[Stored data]
========

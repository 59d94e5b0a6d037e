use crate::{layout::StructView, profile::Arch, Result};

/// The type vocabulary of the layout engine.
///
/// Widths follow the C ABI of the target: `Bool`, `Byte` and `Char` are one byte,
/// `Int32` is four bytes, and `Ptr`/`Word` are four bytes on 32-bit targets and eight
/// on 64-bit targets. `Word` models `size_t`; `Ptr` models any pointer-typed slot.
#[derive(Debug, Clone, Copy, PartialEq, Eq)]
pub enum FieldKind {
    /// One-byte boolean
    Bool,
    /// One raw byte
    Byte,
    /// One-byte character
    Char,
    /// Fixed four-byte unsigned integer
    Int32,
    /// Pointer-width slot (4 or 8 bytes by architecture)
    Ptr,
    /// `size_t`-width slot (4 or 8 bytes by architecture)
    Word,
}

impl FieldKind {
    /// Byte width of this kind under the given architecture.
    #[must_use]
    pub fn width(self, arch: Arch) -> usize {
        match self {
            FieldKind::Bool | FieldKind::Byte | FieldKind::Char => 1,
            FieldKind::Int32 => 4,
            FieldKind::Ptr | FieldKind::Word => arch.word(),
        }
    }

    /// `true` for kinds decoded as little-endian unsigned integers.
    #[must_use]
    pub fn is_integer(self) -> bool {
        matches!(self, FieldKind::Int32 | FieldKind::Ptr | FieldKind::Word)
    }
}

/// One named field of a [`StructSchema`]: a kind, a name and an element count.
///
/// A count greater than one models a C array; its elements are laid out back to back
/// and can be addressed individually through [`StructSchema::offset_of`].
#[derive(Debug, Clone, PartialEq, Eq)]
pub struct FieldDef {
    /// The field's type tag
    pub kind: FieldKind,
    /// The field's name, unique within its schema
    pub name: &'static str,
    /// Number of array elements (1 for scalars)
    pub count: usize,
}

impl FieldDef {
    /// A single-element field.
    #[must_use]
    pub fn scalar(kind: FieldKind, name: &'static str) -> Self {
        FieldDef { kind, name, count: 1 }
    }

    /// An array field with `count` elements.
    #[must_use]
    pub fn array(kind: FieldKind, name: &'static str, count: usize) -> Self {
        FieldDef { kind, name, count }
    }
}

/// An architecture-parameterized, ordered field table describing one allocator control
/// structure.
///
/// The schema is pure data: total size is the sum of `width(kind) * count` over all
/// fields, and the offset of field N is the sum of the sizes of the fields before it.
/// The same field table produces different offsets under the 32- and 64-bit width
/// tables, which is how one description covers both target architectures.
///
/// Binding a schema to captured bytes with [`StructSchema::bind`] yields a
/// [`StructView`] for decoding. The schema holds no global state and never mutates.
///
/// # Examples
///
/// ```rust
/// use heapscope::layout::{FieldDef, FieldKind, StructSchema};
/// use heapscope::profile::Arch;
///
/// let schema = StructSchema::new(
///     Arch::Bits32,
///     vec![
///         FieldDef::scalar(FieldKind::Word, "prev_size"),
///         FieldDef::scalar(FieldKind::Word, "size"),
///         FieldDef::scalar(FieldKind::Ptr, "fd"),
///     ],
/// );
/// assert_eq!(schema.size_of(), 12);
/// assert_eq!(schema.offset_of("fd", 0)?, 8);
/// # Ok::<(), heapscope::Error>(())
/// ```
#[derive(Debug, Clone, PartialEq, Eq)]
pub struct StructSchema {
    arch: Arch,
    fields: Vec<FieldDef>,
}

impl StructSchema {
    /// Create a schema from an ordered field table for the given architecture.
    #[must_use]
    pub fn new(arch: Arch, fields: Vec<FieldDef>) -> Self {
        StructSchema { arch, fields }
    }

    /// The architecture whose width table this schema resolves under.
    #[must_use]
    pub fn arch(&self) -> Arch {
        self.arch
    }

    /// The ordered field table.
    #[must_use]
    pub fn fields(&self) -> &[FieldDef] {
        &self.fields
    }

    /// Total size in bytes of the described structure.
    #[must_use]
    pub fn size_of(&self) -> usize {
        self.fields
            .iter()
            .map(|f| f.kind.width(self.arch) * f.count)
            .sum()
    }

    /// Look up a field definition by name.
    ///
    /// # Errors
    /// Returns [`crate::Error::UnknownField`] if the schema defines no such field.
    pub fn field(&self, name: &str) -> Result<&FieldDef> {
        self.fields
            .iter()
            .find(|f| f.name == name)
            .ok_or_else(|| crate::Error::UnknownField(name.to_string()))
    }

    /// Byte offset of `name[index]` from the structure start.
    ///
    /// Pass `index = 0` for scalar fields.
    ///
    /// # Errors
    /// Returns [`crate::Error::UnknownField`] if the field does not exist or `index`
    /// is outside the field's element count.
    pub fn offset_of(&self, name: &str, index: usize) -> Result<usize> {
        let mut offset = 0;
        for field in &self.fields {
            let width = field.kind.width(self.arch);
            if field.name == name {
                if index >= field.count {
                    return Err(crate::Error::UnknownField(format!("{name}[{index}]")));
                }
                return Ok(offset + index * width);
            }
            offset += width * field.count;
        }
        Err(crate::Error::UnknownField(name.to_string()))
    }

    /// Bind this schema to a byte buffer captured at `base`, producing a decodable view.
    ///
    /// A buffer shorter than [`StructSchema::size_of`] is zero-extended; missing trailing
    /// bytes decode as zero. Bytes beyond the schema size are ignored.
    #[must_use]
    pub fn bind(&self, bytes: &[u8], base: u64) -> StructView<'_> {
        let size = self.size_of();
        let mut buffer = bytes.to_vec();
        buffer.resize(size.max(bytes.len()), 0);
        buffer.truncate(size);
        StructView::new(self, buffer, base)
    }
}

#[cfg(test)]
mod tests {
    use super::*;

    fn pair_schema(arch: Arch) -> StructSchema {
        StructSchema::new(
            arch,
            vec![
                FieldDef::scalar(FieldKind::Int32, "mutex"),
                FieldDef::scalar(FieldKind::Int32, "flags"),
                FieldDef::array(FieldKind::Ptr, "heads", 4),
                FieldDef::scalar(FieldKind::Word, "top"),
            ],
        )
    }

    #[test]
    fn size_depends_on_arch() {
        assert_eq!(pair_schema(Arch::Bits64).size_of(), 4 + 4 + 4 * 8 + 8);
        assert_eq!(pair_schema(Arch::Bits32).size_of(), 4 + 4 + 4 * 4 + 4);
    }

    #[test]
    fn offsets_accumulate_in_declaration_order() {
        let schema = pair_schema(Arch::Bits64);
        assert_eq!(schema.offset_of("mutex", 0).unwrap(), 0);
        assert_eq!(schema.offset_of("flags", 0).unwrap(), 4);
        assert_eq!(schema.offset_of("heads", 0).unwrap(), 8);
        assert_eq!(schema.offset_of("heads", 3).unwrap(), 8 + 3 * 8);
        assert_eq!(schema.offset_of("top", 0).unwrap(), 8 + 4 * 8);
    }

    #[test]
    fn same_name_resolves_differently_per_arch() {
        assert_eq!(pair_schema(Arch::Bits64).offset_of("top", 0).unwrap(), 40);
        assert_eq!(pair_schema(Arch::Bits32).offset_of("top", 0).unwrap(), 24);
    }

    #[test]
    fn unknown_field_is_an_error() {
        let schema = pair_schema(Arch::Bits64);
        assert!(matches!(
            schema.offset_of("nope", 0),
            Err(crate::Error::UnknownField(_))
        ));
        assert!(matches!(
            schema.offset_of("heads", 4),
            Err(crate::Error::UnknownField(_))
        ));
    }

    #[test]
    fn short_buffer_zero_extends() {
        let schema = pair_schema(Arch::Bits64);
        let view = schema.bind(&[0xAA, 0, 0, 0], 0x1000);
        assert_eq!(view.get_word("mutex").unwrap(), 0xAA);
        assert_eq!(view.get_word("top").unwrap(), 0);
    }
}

========

• _What to produce_: Your reply should be all of the data, returned exactly.

• _Your solution_:
repository 59d94e5b0a6d037e
use crate::{layout::StructView, profile::Arch, Result};

/// The type vocabulary of the layout engine.
///
/// Widths follow the C ABI of the target: `Bool`, `Byte` and `Char` are one byte,
/// `Int32` is four bytes, and `Ptr`/`Word` are four bytes on 32-bit targets and eight
/// on 64-bit targets. `Word` models `size_t`; `Ptr` models any pointer-typed slot.
#[derive(Debug, Clone, Copy, PartialEq, Eq)]
pub enum FieldKind {
    /// One-byte boolean
    Bool,
    /// One raw byte
    Byte,
    /// One-byte character
    Char,
    /// Fixed four-byte unsigned integer
    Int32,
    /// Pointer-width slot (4 or 8 bytes by architecture)
    Ptr,
    /// `size_t`-width slot (4 or 8 bytes by architecture)
    Word,
}

impl FieldKind {
    /// Byte width of this kind under the given architecture.
    #[must_use]
    pub fn width(self, arch: Arch) -> usize {
        match self {
            FieldKind::Bool | FieldKind::Byte | FieldKind::Char => 1,
            FieldKind::Int32 => 4,
            FieldKind::Ptr | FieldKind::Word => arch.word(),
        }
    }

    /// `true` for kinds decoded as little-endian unsigned integers.
    #[must_use]
    pub fn is_integer(self) -> bool {
        matches!(self, FieldKind::Int32 | FieldKind::Ptr | FieldKind::Word)
    }
}

/// One named field of a [`StructSchema`]: a kind, a name and an element count.
///
/// A count greater than one models a C array; its elements are laid out back to back
/// and can be addressed individually through [`StructSchema::offset_of`].
#[derive(Debug, Clone, PartialEq, Eq)]
pub struct FieldDef {
    /// The field's type tag
    pub kind: FieldKind,
    /// The field's name, unique within its schema
    pub name: &'static str,
    /// Number of array elements (1 for scalars)
    pub count: usize,
}

impl FieldDef {
    /// A single-element field.
    #[must_use]
    pub fn scalar(kind: FieldKind, name: &'static str) -> Self {
        FieldDef { kind, name, count: 1 }
    }

    /// An array field with `count` elements.
    #[must_use]
    pub fn array(kind: FieldKind, name: &'static str, count: usize) -> Self {
        FieldDef { kind, name, count }
    }
}

/// An architecture-parameterized, ordered field table describing one allocator control
/// structure.
///
/// The schema is pure data: total size is the sum of `width(kind) * count` over all
/// fields, and the offset of field N is the sum of the sizes of the fields before it.
/// The same field table produces different offsets under the 32- and 64-bit width
/// tables, which is how one description covers both target architectures.
///
/// Binding a schema to captured bytes with [`StructSchema::bind`] yields a
/// [`StructView`] for decoding. The schema holds no global state and never mutates.
///
/// # Examples
///
/// ```rust
/// use heapscope::layout::{FieldDef, FieldKind, StructSchema};
/// use heapscope::profile::Arch;
///
/// let schema = StructSchema::new(
///     Arch::Bits32,
///     vec![
///         FieldDef::scalar(FieldKind::Word, "prev_size"),
///         FieldDef::scalar(FieldKind::Word, "size"),
///         FieldDef::scalar(FieldKind::Ptr, "fd"),
///     ],
/// );
/// assert_eq!(schema.size_of(), 12);
/// assert_eq!(schema.offset_of("fd", 0)?, 8);
/// # Ok::<(), heapscope::Error>(())
/// ```
#[derive(Debug, Clone, PartialEq, Eq)]
pub struct StructSchema {
    arch: Arch,
    fields: Vec<FieldDef>,
}

impl StructSchema {
    /// Create a schema from an ordered field table for the given architecture.
    #[must_use]
    pub fn new(arch: Arch, fields: Vec<FieldDef>) -> Self {
        StructSchema { arch, fields }
    }

    /// The architecture whose width table this schema resolves under.
    #[must_use]
    pub fn arch(&self) -> Arch {
        self.arch
    }

    /// The ordered field table.
    #[must_use]
    pub fn fields(&self) -> &[FieldDef] {
        &self.fields
    }

    /// Total size in bytes of the described structure.
    #[must_use]
    pub fn size_of(&self) -> usize {
        self.fields
            .iter()
            .map(|f| f.kind.width(self.arch) * f.count)
            .sum()
    }

    /// Look up a field definition by name.
    ///
    /// # Errors
    /// Returns [`crate::Error::UnknownField`] if the schema defines no such field.
    pub fn field(&self, name: &str) -> Result<&FieldDef> {
        self.fields
            .iter()
            .find(|f| f.name == name)
            .ok_or_else(|| crate::Error::UnknownField(name.to_string()))
    }

    /// Byte offset of `name[index]` from the structure start.
    ///
    /// Pass `index = 0` for scalar fields.
    ///
    /// # Errors
    /// Returns [`crate::Error::UnknownField`] if the field does not exist or `index`
    /// is outside the field's element count.
    pub fn offset_of(&self, name: &str, index: usize) -> Result<usize> {
        let mut offset = 0;
        for field in &self.fields {
            let width = field.kind.width(self.arch);
            if field.name == name {
                if index >= field.count {
                    return Err(crate::Error::UnknownField(format!("{name}[{index}]")));
                }
                return Ok(offset + index * width);
            }
            offset += width * field.count;
        }
        Err(crate::Error::UnknownField(name.to_string()))
    }

    /// Bind this schema to a byte buffer captured at `base`, producing a decodable view.
    ///
    /// A buffer shorter than [`StructSchema::size_of`] is zero-extended; missing trailing
    /// bytes decode as zero. Bytes beyond the schema size are ignored.
    #[must_use]
    pub fn bind(&self, bytes: &[u8], base: u64) -> StructView<'_> {
        let size = self.size_of();
        let mut buffer = bytes.to_vec();
        buffer.resize(size.max(bytes.len()), 0);
        buffer.truncate(size);
        StructView::new(self, buffer, base)
    }
}

#[cfg(test)]
mod tests {
    use super::*;

    fn pair_schema(arch: Arch) -> StructSchema {
        StructSchema::new(
            arch,
            vec![
                FieldDef::scalar(FieldKind::Int32, "mutex"),
                FieldDef::scalar(FieldKind::Int32, "flags"),
                FieldDef::array(FieldKind::Ptr, "heads", 4),
                FieldDef::scalar(FieldKind::Word, "top"),
            ],
        )
    }

    #[test]
    fn size_depends_on_arch() {
        assert_eq!(pair_schema(Arch::Bits64).size_of(), 4 + 4 + 4 * 8 + 8);
        assert_eq!(pair_schema(Arch::Bits32).size_of(), 4 + 4 + 4 * 4 + 4);
    }

    #[test]
    fn offsets_accumulate_in_declaration_order() {
        let schema = pair_schema(Arch::Bits64);
        assert_eq!(schema.offset_of("mutex", 0).unwrap(), 0);
        assert_eq!(schema.offset_of("flags", 0).unwrap(), 4);
        assert_eq!(schema.offset_of("heads", 0).unwrap(), 8);
        assert_eq!(schema.offset_of("heads", 3).unwrap(), 8 + 3 * 8);
        assert_eq!(schema.offset_of("top", 0).unwrap(), 8 + 4 * 8);
    }

    #[test]
    fn same_name_resolves_differently_per_arch() {
        assert_eq!(pair_schema(Arch::Bits64).offset_of("top", 0).unwrap(), 40);
        assert_eq!(pair_schema(Arch::Bits32).offset_of("top", 0).unwrap(), 24);
    }

    #[test]
    fn unknown_field_is_an_error() {
        let schema = pair_schema(Arch::Bits64);
        assert!(matches!(
            schema.offset_of("nope", 0),
            Err(crate::Error::UnknownField(_))
        ));
        assert!(matches!(
            schema.offset_of("heads", 4),
            Err(crate::Error::UnknownField(_))
        ));
    }

    #[test]
    fn short_buffer_zero_extends() {
        let schema = pair_schema(Arch::Bits64);
        let view = schema.bind(&[0xAA, 0, 0, 0], 0x1000);
        assert_eq!(view.get_word("mutex").unwrap(), 0xAA);
        assert_eq!(view.get_word("top").unwrap(), 0);
    }
}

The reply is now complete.